Cunnington stressed that GDS’s remit will essentially stay the same. Core projects such as Common Technology Services, government as a platform, and the Gov.uk Verify identity assurance system continue, and he insisted that (contrary to persistent rumours) GDS will still develop software and maintain its current levels of staffing. “I’m not planning on stopping anything we’re doing today,” he said.
But he also emphasised that “you have to expect [GDS] to change” and that ultimately “it is the departments who deliver”. Plus, he revealed he is internally reviewing Verify – “looking at all the things we now need to do to make Verify a success”.
He acknowledged the relationship between GDS and those Whitehall departments has been “adversarial” at times, and admitted that GDS intends to relax the spending controls that caused many departments a lot of frustration.
But he also he wants GDS to be “much more involved in the minutiae of the work that departments are doing” – an ambition that seems at odds with the widely stated desire of many big departmental teams to have greater autonomy and fewer controls from GDS.
He acknowledged that GDS has grown and encouraged the use of SME suppliers in delivering digital services, but revealed he has been speaking to “quite a few” big IT suppliers about his plans to find out what they think, “because obviously they have a set of expertise and credibility”.
In one clear break from the past, Cunnington said he supports the move by several departments to end the split between separate CDO and CTO roles that was firmly established by one of his predecessors, GDS’s inaugural director Mike Bracken.
“I’ve always felt the [organisational] distinction between digital, data and technology is somewhat artificial,” said Cunnington.
“It’s time to bring [those roles] back together because having them apart actually causes a sense of confusion and boundaries that don’t really exist in reality.”

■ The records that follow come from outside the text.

use crate::map::Store;
use std::collections::hash_map::RandomState;
use std::hash::{BuildHasher, Hash};

/// Slot state. A tagged enum instead of an in-band sentinel key, so a
/// tombstone can never collide with a real key.
#[derive(Debug)]
enum Slot<K, V> {
    Empty,
    Tombstone,
    Occupied { key: K, value: V },
}

/// Open-addressing hash map with linear probing and tombstone deletion.
///
/// Growth triggers before an insertion would push the live load factor to
/// 0.7, rehashing into `ceil(required / 0.6)` slots; only live entries are
/// carried over, so rehashing also purges tombstones. Capacity never shrinks.
#[derive(Debug)]
pub struct OpenAddressingMap<K, V> {
    slots: Vec<Slot<K, V>>,
    live: usize,
    hasher: RandomState,
}

impl<K: Hash + Eq, V> OpenAddressingMap<K, V> {
    pub fn new() -> Self {
        OpenAddressingMap {
            slots: Vec::new(),
            live: 0,
            hasher: RandomState::new(),
        }
    }

    /// Grows and rehashes if `additional` more insertions would reach a 0.7
    /// load factor. Live entries go through the raw insert path; no nested
    /// growth check can trigger.
    pub fn reserve(&mut self, additional: usize) {
        let capacity = self.slots.len().max(1) as f64;
        if ((self.live + additional) as f64) / capacity < 0.7 {
            return;
        }

        let new_capacity = ((self.live + additional) as f64 / 0.6).ceil() as usize;
        let old_slots = std::mem::replace(
            &mut self.slots,
            std::iter::repeat_with(|| Slot::Empty)
                .take(new_capacity)
                .collect(),
        );
        self.live = 0;

        for slot in old_slots {
            if let Slot::Occupied { key, value } = slot {
                self.raw_put(key, value);
            }
        }
    }

    /// Linear probe bounded by one full cycle.
    ///
    /// `Ok(index)` for a present key. `Err(index)` for an absent key, where
    /// `index` is the preferred insertion slot: the first tombstone passed,
    /// or the empty slot that terminated the probe.
    fn probe(&self, key: &K) -> Result<usize, usize> {
        let capacity = self.slots.len() as u64;
        let hash = self.hasher.hash_one(key);
        let mut insert_at = (hash % capacity) as usize;

        if self.live == 0 {
            return Err(insert_at);
        }

        let mut tombstone_seen = false;
        for step in 0..capacity {
            let index = ((hash.wrapping_add(step)) % capacity) as usize;
            match &self.slots[index] {
                Slot::Empty => {
                    if !tombstone_seen {
                        insert_at = index;
                    }
                    break;
                }
                Slot::Occupied { key: occupant, .. } if occupant == key => {
                    return Ok(index);
                }
                Slot::Occupied { .. } => {}
                Slot::Tombstone => {
                    if !tombstone_seen {
                        tombstone_seen = true;
                        insert_at = index;
                    }
                }
            }
        }

        Err(insert_at)
    }

    /// Insert without a growth check. The caller must have reserved room.
    fn raw_put(&mut self, key: K, value: V) -> Option<V> {
        match self.probe(&key) {
            Ok(index) => match &mut self.slots[index] {
                Slot::Occupied { value: occupant, .. } => {
                    Some(std::mem::replace(occupant, value))
                }
                _ => unreachable!("probe returned a non-occupied slot as found"),
            },
            Err(index) => {
                self.slots[index] = Slot::Occupied { key, value };
                self.live += 1;
                None
            }
        }
    }
}

impl<K: Hash + Eq, V> Store<K, V> for OpenAddressingMap<K, V> {
    fn put(&mut self, key: K, value: V) -> Option<V> {
        self.reserve(1);
        self.raw_put(key, value)
    }

    fn get_or_insert_with(&mut self, key: K, make: &mut dyn FnMut() -> V) -> &mut V {
        self.reserve(1);
        let index = match self.probe(&key) {
            Ok(index) => index,
            Err(index) => {
                self.slots[index] = Slot::Occupied { key, value: make() };
                self.live += 1;
                index
            }
        };

        match &mut self.slots[index] {
            Slot::Occupied { value, .. } => value,
            _ => unreachable!("freshly resolved slot is not occupied"),
        }
    }

    fn get(&self, key: &K) -> Option<&V> {
        // A zero-capacity table has nowhere to probe.
        if self.slots.is_empty() {
            return None;
        }

        match self.probe(key) {
            Ok(index) => match &self.slots[index] {
                Slot::Occupied { value, .. } => Some(value),
                _ => None,
            },
            Err(_) => None,
        }
    }

    fn get_mut(&mut self, key: &K) -> Option<&mut V> {
        if self.slots.is_empty() {
            return None;
        }

        match self.probe(key) {
            Ok(index) => match &mut self.slots[index] {
                Slot::Occupied { value, .. } => Some(value),
                _ => None,
            },
            Err(_) => None,
        }
    }

    fn remove(&mut self, key: &K) -> Option<V> {
        if self.slots.is_empty() {
            return None;
        }

        match self.probe(key) {
            Ok(index) => {
                // Tombstone, not Empty: later probes for other keys must not
                // be cut short at this slot.
                match std::mem::replace(&mut self.slots[index], Slot::Tombstone) {
                    Slot::Occupied { value, .. } => {
                        self.live -= 1;
                        Some(value)
                    }
                    _ => unreachable!("probe returned a non-occupied slot as found"),
                }
            }
            Err(_) => None,
        }
    }

    fn len(&self) -> usize {
        self.live
    }

    fn capacity(&self) -> usize {
        self.slots.len()
    }

    fn clear(&mut self) {
        for slot in &mut self.slots {
            *slot = Slot::Empty;
        }
        self.live = 0;
    }

    fn iter<'a>(&'a self) -> Box<dyn Iterator<Item = (&'a K, &'a V)> + 'a> {
        Box::new(self.slots.iter().filter_map(|slot| match slot {
            Slot::Occupied { key, value } => Some((key, value)),
            _ => None,
        }))
    }

    fn iter_mut<'a>(&'a mut self) -> Box<dyn Iterator<Item = (&'a K, &'a mut V)> + 'a> {
        Box::new(self.slots.iter_mut().filter_map(|slot| match slot {
            Slot::Occupied { key, value } => Some((&*key, value)),
            _ => None,
        }))
    }

    fn drain(&mut self) -> Vec<(K, V)> {
        self.live = 0;
        std::mem::take(&mut self.slots)
            .into_iter()
            .filter_map(|slot| match slot {
                Slot::Occupied { key, value } => Some((key, value)),
                _ => None,
            })
            .collect()
    }
}

impl<K: Hash + Eq, V> Default for OpenAddressingMap<K, V> {
    fn default() -> Self {
        Self::new()
    }
}

#[cfg(test)]
mod tests {
    use super::*;

    #[test]
    fn zero_capacity_lookups_report_absent() {
        let mut map: OpenAddressingMap<u32, u32> = OpenAddressingMap::new();
        assert_eq!(map.capacity(), 0);
        assert_eq!(map.get(&1), None);
        assert_eq!(map.get_mut(&1), None);
        assert_eq!(map.remove(&1), None);
        assert!(!map.contains(&1));
    }

    #[test]
    fn growth_follows_load_factor_policy() {
        let mut map = OpenAddressingMap::new();

        map.put(1u32, 1u32);
        // ceil(1 / 0.6) = 2
        assert_eq!(map.capacity(), 2);

        // 2 live in 2 slots would be load 1.0 >= 0.7, so grow to ceil(2 / 0.6) = 4
        map.put(2, 2);
        assert_eq!(map.capacity(), 4);

        // 3/4 = 0.75 >= 0.7, grow to ceil(3 / 0.6) = 5
        map.put(3, 3);
        assert_eq!(map.capacity(), 5);

        // the growth check runs before the overwrite is recognized:
        // (3 + 1) / 5 = 0.8 >= 0.7, grow to ceil(4 / 0.6) = 7
        map.put(3, 33);
        assert_eq!(map.capacity(), 7);
        assert_eq!(map.len(), 3);
        assert_eq!(map.get(&3), Some(&33));
    }

    #[test]
    fn capacity_never_shrinks() {
        let mut map = OpenAddressingMap::new();
        for i in 0..100u32 {
            map.put(i, i);
        }
        let capacity = map.capacity();
        for i in 0..100u32 {
            map.remove(&i);
        }
        assert_eq!(map.len(), 0);
        assert_eq!(map.capacity(), capacity);
    }

    #[test]
    fn tombstones_do_not_truncate_probes() {
        // Dense insert/remove churn: any probe sequence will cross tombstones.
        let mut map = OpenAddressingMap::new();
        for i in 0..200u32 {
            map.put(i, i * 10);
        }
        for i in (0..200).step_by(2) {
            assert_eq!(map.remove(&i), Some(i * 10));
        }
        for i in (1..200).step_by(2) {
            assert_eq!(map.get(&i), Some(&(i * 10)), "lost key {} after churn", i);
        }
        for i in (0..200).step_by(2) {
            assert_eq!(map.get(&i), None);
        }
        assert_eq!(map.len(), 100);
    }

    #[test]
    fn removed_slot_is_reusable() {
        let mut map = OpenAddressingMap::new();
        for i in 0..20u32 {
            map.put(i, i);
        }
        map.remove(&7);
        assert_eq!(map.put(7, 70), None);
        assert_eq!(map.get(&7), Some(&70));
        assert_eq!(map.len(), 20);
    }

    #[test]
    fn rehash_purges_tombstones() {
        let mut map = OpenAddressingMap::new();
        for i in 0..10u32 {
            map.put(i, i);
        }
        for i in 0..10u32 {
            map.remove(&i);
        }
        // Force a rehash; only live entries are re-inserted.
        for i in 100..200u32 {
            map.put(i, i);
        }
        assert_eq!(map.len(), 100);
        for i in 100..200u32 {
            assert_eq!(map.get(&i), Some(&i));
        }
    }

    #[test]
    fn get_or_insert_with_runs_supplier_once() {
        let mut map = OpenAddressingMap::new();
        let mut calls = 0;

        let value = map.get_or_insert_with(1u32, &mut || {
            calls += 1;
            vec![1]
        });
        value.push(2);

        map.get_or_insert_with(1u32, &mut || {
            calls += 1;
            vec![]
        });

        assert_eq!(calls, 1);
        assert_eq!(map.get(&1), Some(&vec![1, 2]));
    }
}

Cunnington’s former home, the Department for Work and Pensions (DWP), and the Home Office, have both merged CDO and CTO roles back into one – something anathema to Bracken who felt that having a single CIO in charge was a sign of outdated, old-school thinking. That’s not to suggest he was right, of course – just that his view was different.

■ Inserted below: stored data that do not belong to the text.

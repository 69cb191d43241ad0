pub mod open_addressing;
pub mod sorted_array;

pub use open_addressing::OpenAddressingMap;
pub use sorted_array::SortedArrayMap;

/// Selector for the backing store implementation.
#[derive(Debug, Clone, Copy, PartialEq, Eq)]
pub enum MapKind {
    OpenAddressing,
    SortedArray,
}

/// Associative key/value store, object safe so backends can be swapped live.
///
/// Capability bounds live on the implementations, not here: the hash backend
/// needs `K: Hash + Eq`, the sorted-array backend needs `K: Ord`.
pub trait Store<K, V> {
    /// Inserts or overwrites. Returns the previous value for a present key.
    fn put(&mut self, key: K, value: V) -> Option<V>;

    /// Returns the present value, or inserts the one produced by `make`.
    fn get_or_insert_with(&mut self, key: K, make: &mut dyn FnMut() -> V) -> &mut V;

    fn get(&self, key: &K) -> Option<&V>;

    fn get_mut(&mut self, key: &K) -> Option<&mut V>;

    fn remove(&mut self, key: &K) -> Option<V>;

    fn contains(&self, key: &K) -> bool {
        self.get(key).is_some()
    }

    fn len(&self) -> usize;

    fn is_empty(&self) -> bool {
        self.len() == 0
    }

    fn capacity(&self) -> usize;

    /// Removes every entry. Capacity is retained.
    fn clear(&mut self);

    /// Iterates live entries in unspecified order.
    fn iter<'a>(&'a self) -> Box<dyn Iterator<Item = (&'a K, &'a V)> + 'a>;

    fn iter_mut<'a>(&'a mut self) -> Box<dyn Iterator<Item = (&'a K, &'a mut V)> + 'a>;

    /// Empties the store and hands back its entries. Used for live backend
    /// migration, which re-inserts them into a fresh backend.
    fn drain(&mut self) -> Vec<(K, V)>;
}

#[cfg(test)]
mod tests {
    use super::*;

    fn backends() -> Vec<Box<dyn Store<u32, String>>> {
        vec![
            Box::new(OpenAddressingMap::new()),
            Box::new(SortedArrayMap::new()),
        ]
    }

    #[test]
    fn contract_holds_for_both_backends() {
        for mut store in backends() {
            assert!(store.is_empty());
            assert_eq!(store.get(&1), None);
            assert_eq!(store.remove(&1), None);

            assert_eq!(store.put(1, "one".into()), None);
            assert_eq!(store.put(2, "two".into()), None);
            assert_eq!(store.put(1, "uno".into()), Some("one".into()));
            assert_eq!(store.len(), 2);

            assert_eq!(store.get(&1).map(String::as_str), Some("uno"));
            assert!(store.contains(&2));
            assert!(!store.contains(&3));

            let value = store.get_or_insert_with(3, &mut || "three".into());
            assert_eq!(value, "three");
            let value = store.get_or_insert_with(3, &mut || "never".into());
            assert_eq!(value, "three");
            assert_eq!(store.len(), 3);

            assert_eq!(store.remove(&2), Some("two".into()));
            assert_eq!(store.remove(&2), None);
            assert_eq!(store.len(), 2);

            let mut entries = store.drain();
            entries.sort();
            assert_eq!(entries, vec![(1, "uno".into()), (3, "three".into())]);
            assert!(store.is_empty());
        }
    }

    #[test]
    fn iter_mut_exposes_live_values() {
        for mut store in backends() {
            for i in 0..10 {
                store.put(i, format!("v{}", i));
            }
            store.remove(&4);

            for (_key, value) in store.iter_mut() {
                value.push('!');
            }

            let mut seen: Vec<u32> = store.iter().map(|(k, _)| *k).collect();
            seen.sort();
            assert_eq!(seen, vec![0, 1, 2, 3, 5, 6, 7, 8, 9]);
            assert!(store.iter().all(|(_, v)| v.ends_with('!')));
        }
    }

    #[test]
    fn clear_empties_without_dropping_capacity() {
        for mut store in backends() {
            for i in 0..50 {
                store.put(i, i.to_string());
            }
            let capacity = store.capacity();
            store.clear();
            assert!(store.is_empty());
            assert_eq!(store.capacity(), capacity);
            assert_eq!(store.get(&7), None);

            store.put(7, "back".into());
            assert_eq!(store.get(&7).map(String::as_str), Some("back"));
        }
    }
}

Some sources suggest that GDS remains under close scrutiny from above over a lack of delivery success – if true, Cunnington’s honeymoon period will be short and his ability to strategise and overhaul operations will be limited by the need to show concrete improvements in key areas, in particular Verify.
At the time of his appointment, the Cabinet Office – and specifically, its permanent secretary and CEO of the civil service, John Manzoni – never properly explained the rationale for bringing in a new GDS chief, nor why the previous incumbent, Stephen Foreshew-Cain, was so unceremoniously dumped.

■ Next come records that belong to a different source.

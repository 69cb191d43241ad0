pub mod core;
pub mod map;
pub mod array;
pub mod sort;
pub mod graph;
pub mod persistence;

pub use crate::core::{CatalogConfig, CatalogIndex, CatalogStats, Movie, Person};

/*
┌─────────────────────────────────────────────────────────────────────────────┐
│                         CINEDEX STRUCT ARCHITECTURE                          │
└─────────────────────────────────────────────────────────────────────────────┘

┌────────────────────────────── CORE LAYER ───────────────────────────────────┐
│                                                                              │
│  ┌────────────────────────────────────────────────────────────────────┐    │
│  │                        struct CatalogIndex                          │    │
│  │  ┌──────────────────────────────────────────────────────────────┐ │    │
│  │  │ map_kind: MapKind                // Active store backend     │ │    │
│  │  │ sorter: Sorter                   // Active sort strategy     │ │    │
│  │  │ movies: Box<dyn Store<NameKey, Rc<Movie>>>                   │ │    │
│  │  │ people: Box<dyn Store<NameKey, Person>>                      │ │    │
│  │  │ by_director / by_actor: Box<dyn Store<NameKey, bucket>>      │ │    │
│  │  │ by_year: Box<dyn Store<i32, bucket>>                         │ │    │
│  │  │ by_votes_rank / by_recency_rank: DynamicArray<Rc<Movie>>     │ │    │
│  │  │ by_activity_rank: DynamicArray<Person>                       │ │    │
│  │  │ graph: CollaborationGraph                                    │ │    │
│  │  └──────────────────────────────────────────────────────────────┘ │    │
│  └────────────────────────────────────────────────────────────────────┘    │
│                                                                              │
│  ┌──────────────────┐  ┌──────────────────┐  ┌───────────────────────┐    │
│  │ struct Movie     │  │ struct Person    │  │ struct CatalogConfig  │    │
│  │ • title (id)     │  │ • name (id)      │  │ • map: MapKind        │    │
│  │ • year, votes    │  │ case-insensitive │  │ • sort: SortKind      │    │
│  │ • cast, director │  │ identity         │  └───────────────────────┘    │
│  └──────────────────┘  └──────────────────┘  ┌───────────────────────┐    │
│  ┌──────────────────┐  ┌──────────────────┐  │ struct CatalogStats   │    │
│  │ struct NameKey   │  │ Error/ErrorKind  │  │ • movies, people,     │    │
│  │ • normalized key │  │ • kind + context │  │   collaborations      │    │
│  └──────────────────┘  └──────────────────┘  └───────────────────────┘    │
└──────────────────────────────────────────────────────────────────────────────┘

┌──────────────────────────── STRUCTURE LAYER ────────────────────────────────┐
│                                                                              │
│  ┌─────────────────────────┐  ┌─────────────────────────────────────────┐  │
│  │ trait Store<K, V>       │  │ struct DynamicArray<T>                  │  │
│  │ • put/get/remove/drain  │  │ • append/insert_at/remove_at/slice      │  │
│  │ • object safe           │  │ • sort_with / binary_insert / _remove   │  │
│  └─────────────────────────┘  └─────────────────────────────────────────┘  │
│  ┌─────────────────────────┐  ┌──────────────────────┐  ┌──────────────┐  │
│  │ OpenAddressingMap<K, V> │  │ SortedArrayMap<K, V> │  │ enum Sorter  │  │
│  │ • linear probing        │  │ • parallel vectors   │  │ • Quick(rng) │  │
│  │ • Slot::Tombstone       │  │ • binary search      │  │ • Selection  │  │
│  └─────────────────────────┘  └──────────────────────┘  └──────────────┘  │
└──────────────────────────────────────────────────────────────────────────────┘

┌───────────────────────────── GRAPH LAYER ───────────────────────────────────┐
│                                                                              │
│  ┌──────────────────────────┐  ┌────────────────────────────────────────┐  │
│  │ struct CollaborationGraph│  │ struct Collaboration                   │  │
│  │ • PairKey → Collaboration│  │ • actor_a, actor_b                     │  │
│  │ • name → [PairKey]       │  │ • movies (title-sorted), score()       │  │
│  │ • team_of (BFS)          │  └────────────────────────────────────────┘  │
│  │ • maximize… (Prim-style) │  ┌────────────────────────────────────────┐  │
│  └──────────────────────────┘  │ struct PairKey  // canonical unordered │  │
│                                 └────────────────────────────────────────┘  │
└──────────────────────────────────────────────────────────────────────────────┘

┌────────────────────────── RELATIONSHIPS ────────────────────────────────────┐
│                                                                              │
│  CatalogIndex ──owns──> Store backends ──selected_by──> MapKind             │
│     │                                                                        │
│     ├──owns──> DynamicArray projections ──sorted_by──> Sorter               │
│     │                                                                        │
│     ├──shares──> Rc<Movie> across every index                               │
│     │                                                                        │
│     └──owns──> CollaborationGraph ──aggregates──> Collaboration             │
│                                                                              │
│  persistence ──parses/writes──> Movie ──feeds──> CatalogIndex::load          │
│                                                                              │
└──────────────────────────────────────────────────────────────────────────────┘
*/
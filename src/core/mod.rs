pub mod catalog;
pub mod config;
pub mod error;
pub mod types;

pub use catalog::{CatalogIndex, CatalogStats};
pub use config::CatalogConfig;
pub use error::{Error, ErrorKind, Result};
pub use types::{Movie, NameKey, Person};
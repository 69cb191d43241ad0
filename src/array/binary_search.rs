use std::cmp::Ordering;

/// Binary search over a slice already ordered by `cmp`.
///
/// `Ok(index)` when the item is present, `Err(insertion_point)` when absent,
/// so "found at 0" and "not found, would go at 0" stay distinguishable.
pub fn search_with<T>(
    items: &[T],
    target: &T,
    cmp: &dyn Fn(&T, &T) -> Ordering,
) -> Result<usize, usize> {
    let mut low = 0;
    let mut high = items.len();

    while low < high {
        let middle = (low + high) / 2;
        match cmp(&items[middle], target) {
            Ordering::Greater => high = middle,
            Ordering::Less => low = middle + 1,
            Ordering::Equal => return Ok(middle),
        }
    }

    Err(low)
}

To this observer, there seemed little substantive difference between listening to Cunnington outline his plans, and hearing Foreshew-Cain do the same in the past. The only notable change was Cunnington’s welcome desire for a more nationwide footprint for GDS, which has been criticised in the past as being too London-centric.
Both emphasised the need for closer collaboration with departments, and to improve that relationship. Both understood the importance of getting the government data strategy right, to underpin wider digital initiatives. And both saw the goal of GDS as transforming government, not simply developing better websites.
The next few months will offer an important opportunity for Cunnington to demonstrate how his approach differs from the past, and to prove that his strategy will accelerate the delivery of digital transformation by the end of the current parliamentary cycle in 2020 – little more than three years away.